Stored records

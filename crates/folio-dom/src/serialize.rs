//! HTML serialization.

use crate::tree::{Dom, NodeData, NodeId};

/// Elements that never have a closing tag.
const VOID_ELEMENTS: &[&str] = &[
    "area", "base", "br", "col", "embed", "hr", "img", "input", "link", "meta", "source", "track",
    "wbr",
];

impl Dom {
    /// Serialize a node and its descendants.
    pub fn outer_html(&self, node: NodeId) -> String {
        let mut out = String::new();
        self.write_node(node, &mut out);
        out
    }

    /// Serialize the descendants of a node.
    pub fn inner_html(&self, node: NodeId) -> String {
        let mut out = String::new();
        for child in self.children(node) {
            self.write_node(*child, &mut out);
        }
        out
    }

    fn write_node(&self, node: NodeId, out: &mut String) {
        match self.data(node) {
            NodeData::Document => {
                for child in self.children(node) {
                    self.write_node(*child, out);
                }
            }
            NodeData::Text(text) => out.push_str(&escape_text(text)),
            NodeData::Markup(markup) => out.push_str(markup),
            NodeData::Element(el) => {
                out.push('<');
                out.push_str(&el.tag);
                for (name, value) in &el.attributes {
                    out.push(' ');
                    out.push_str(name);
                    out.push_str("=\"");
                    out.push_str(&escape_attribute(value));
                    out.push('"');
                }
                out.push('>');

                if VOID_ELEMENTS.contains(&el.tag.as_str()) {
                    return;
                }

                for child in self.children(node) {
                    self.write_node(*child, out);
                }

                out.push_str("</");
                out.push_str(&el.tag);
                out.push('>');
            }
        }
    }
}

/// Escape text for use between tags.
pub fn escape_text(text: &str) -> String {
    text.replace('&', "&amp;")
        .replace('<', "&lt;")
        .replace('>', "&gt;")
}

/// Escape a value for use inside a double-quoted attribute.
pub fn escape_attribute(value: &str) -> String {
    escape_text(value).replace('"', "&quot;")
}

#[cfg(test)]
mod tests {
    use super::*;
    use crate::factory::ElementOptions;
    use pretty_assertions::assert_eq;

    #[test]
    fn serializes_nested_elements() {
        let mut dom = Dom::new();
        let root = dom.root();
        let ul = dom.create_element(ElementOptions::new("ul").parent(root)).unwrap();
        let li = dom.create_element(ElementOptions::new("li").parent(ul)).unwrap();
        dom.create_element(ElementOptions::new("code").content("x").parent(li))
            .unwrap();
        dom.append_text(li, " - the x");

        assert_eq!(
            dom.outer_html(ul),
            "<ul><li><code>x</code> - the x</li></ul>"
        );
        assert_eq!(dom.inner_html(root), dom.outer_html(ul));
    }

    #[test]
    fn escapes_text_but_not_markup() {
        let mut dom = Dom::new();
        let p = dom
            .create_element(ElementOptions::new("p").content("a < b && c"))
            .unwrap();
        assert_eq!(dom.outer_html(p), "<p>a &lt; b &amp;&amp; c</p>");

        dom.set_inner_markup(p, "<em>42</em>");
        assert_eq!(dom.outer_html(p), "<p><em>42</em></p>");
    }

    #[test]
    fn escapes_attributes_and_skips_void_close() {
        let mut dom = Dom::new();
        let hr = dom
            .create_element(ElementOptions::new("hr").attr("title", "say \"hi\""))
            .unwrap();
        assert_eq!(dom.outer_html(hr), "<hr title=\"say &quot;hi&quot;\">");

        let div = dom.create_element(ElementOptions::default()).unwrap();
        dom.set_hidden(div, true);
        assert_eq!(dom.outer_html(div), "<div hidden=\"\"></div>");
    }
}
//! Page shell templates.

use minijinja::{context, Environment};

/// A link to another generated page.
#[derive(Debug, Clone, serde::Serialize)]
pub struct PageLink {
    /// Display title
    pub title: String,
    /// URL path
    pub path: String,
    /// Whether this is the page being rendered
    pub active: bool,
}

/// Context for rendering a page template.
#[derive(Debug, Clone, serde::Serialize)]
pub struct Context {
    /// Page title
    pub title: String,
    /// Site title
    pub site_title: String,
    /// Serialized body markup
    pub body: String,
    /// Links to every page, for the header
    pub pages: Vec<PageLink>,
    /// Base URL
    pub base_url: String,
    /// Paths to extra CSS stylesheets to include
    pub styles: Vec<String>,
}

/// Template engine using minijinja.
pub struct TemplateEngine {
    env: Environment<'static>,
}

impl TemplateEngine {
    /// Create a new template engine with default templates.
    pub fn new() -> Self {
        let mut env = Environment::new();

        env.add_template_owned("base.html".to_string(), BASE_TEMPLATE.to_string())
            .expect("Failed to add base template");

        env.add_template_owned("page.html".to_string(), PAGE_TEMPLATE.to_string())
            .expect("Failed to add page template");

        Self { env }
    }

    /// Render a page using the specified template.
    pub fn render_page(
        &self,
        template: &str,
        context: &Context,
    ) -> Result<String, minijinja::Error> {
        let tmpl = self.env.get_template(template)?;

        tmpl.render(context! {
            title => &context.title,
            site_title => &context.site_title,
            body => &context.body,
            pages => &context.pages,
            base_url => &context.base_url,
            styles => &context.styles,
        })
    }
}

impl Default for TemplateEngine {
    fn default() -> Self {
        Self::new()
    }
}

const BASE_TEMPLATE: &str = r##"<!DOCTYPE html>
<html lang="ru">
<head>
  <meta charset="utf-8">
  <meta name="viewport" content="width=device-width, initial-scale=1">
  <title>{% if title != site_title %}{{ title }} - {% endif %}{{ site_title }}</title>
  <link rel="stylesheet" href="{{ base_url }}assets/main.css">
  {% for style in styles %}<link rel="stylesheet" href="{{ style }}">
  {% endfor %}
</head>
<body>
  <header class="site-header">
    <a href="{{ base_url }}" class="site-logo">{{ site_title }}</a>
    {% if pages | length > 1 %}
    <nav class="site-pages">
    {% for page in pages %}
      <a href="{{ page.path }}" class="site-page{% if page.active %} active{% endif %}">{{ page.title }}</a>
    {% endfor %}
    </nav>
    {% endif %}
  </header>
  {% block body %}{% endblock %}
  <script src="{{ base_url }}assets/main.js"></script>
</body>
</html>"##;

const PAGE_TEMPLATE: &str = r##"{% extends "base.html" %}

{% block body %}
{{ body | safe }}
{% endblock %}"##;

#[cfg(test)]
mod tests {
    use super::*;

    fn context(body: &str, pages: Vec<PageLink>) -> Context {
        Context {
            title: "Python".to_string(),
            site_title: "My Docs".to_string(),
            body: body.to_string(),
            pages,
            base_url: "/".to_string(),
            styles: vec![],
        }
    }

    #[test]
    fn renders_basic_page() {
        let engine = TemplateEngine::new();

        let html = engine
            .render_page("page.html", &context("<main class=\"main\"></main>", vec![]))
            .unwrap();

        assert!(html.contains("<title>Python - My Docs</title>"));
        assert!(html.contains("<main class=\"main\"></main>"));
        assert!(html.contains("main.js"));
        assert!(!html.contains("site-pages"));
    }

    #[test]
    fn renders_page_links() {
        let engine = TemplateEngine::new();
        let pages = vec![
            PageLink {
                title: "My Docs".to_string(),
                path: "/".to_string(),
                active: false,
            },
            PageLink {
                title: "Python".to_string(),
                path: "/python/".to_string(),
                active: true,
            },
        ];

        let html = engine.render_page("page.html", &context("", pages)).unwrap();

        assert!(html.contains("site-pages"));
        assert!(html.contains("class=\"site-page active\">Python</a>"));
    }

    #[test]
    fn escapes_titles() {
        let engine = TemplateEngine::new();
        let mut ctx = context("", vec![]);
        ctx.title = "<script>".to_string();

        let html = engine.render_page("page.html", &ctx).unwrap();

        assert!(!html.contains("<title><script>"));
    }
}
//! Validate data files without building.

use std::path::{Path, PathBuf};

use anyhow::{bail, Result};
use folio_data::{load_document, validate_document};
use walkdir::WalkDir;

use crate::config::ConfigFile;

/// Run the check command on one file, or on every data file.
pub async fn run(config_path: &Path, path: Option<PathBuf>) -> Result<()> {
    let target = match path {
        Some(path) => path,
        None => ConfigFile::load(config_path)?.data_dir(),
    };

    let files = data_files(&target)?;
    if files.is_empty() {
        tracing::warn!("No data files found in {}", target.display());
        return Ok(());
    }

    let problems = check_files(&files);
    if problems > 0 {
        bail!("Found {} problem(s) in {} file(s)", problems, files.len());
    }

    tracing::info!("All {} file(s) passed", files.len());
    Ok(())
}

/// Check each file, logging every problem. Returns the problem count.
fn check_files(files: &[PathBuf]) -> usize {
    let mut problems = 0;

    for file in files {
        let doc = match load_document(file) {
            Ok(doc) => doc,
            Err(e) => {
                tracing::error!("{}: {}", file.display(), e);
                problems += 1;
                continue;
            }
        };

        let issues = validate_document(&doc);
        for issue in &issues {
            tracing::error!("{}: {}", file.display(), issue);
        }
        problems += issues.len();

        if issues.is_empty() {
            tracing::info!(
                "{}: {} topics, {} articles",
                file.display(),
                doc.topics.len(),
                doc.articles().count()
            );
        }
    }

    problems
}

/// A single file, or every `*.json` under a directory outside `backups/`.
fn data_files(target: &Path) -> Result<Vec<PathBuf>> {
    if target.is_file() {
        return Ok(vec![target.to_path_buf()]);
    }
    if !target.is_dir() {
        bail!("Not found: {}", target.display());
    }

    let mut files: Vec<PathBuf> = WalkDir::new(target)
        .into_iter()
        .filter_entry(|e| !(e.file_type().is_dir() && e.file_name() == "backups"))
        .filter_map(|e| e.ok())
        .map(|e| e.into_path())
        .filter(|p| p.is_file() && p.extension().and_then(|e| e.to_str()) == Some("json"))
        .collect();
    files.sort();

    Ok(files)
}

Exercise: Looking through the records, copy out every line in which the word "code" is found.

Answer below:
        dom.create_element(ElementOptions::new("code").content("x").parent(li))
            "<ul><li><code>x</code> - the x</li></ul>"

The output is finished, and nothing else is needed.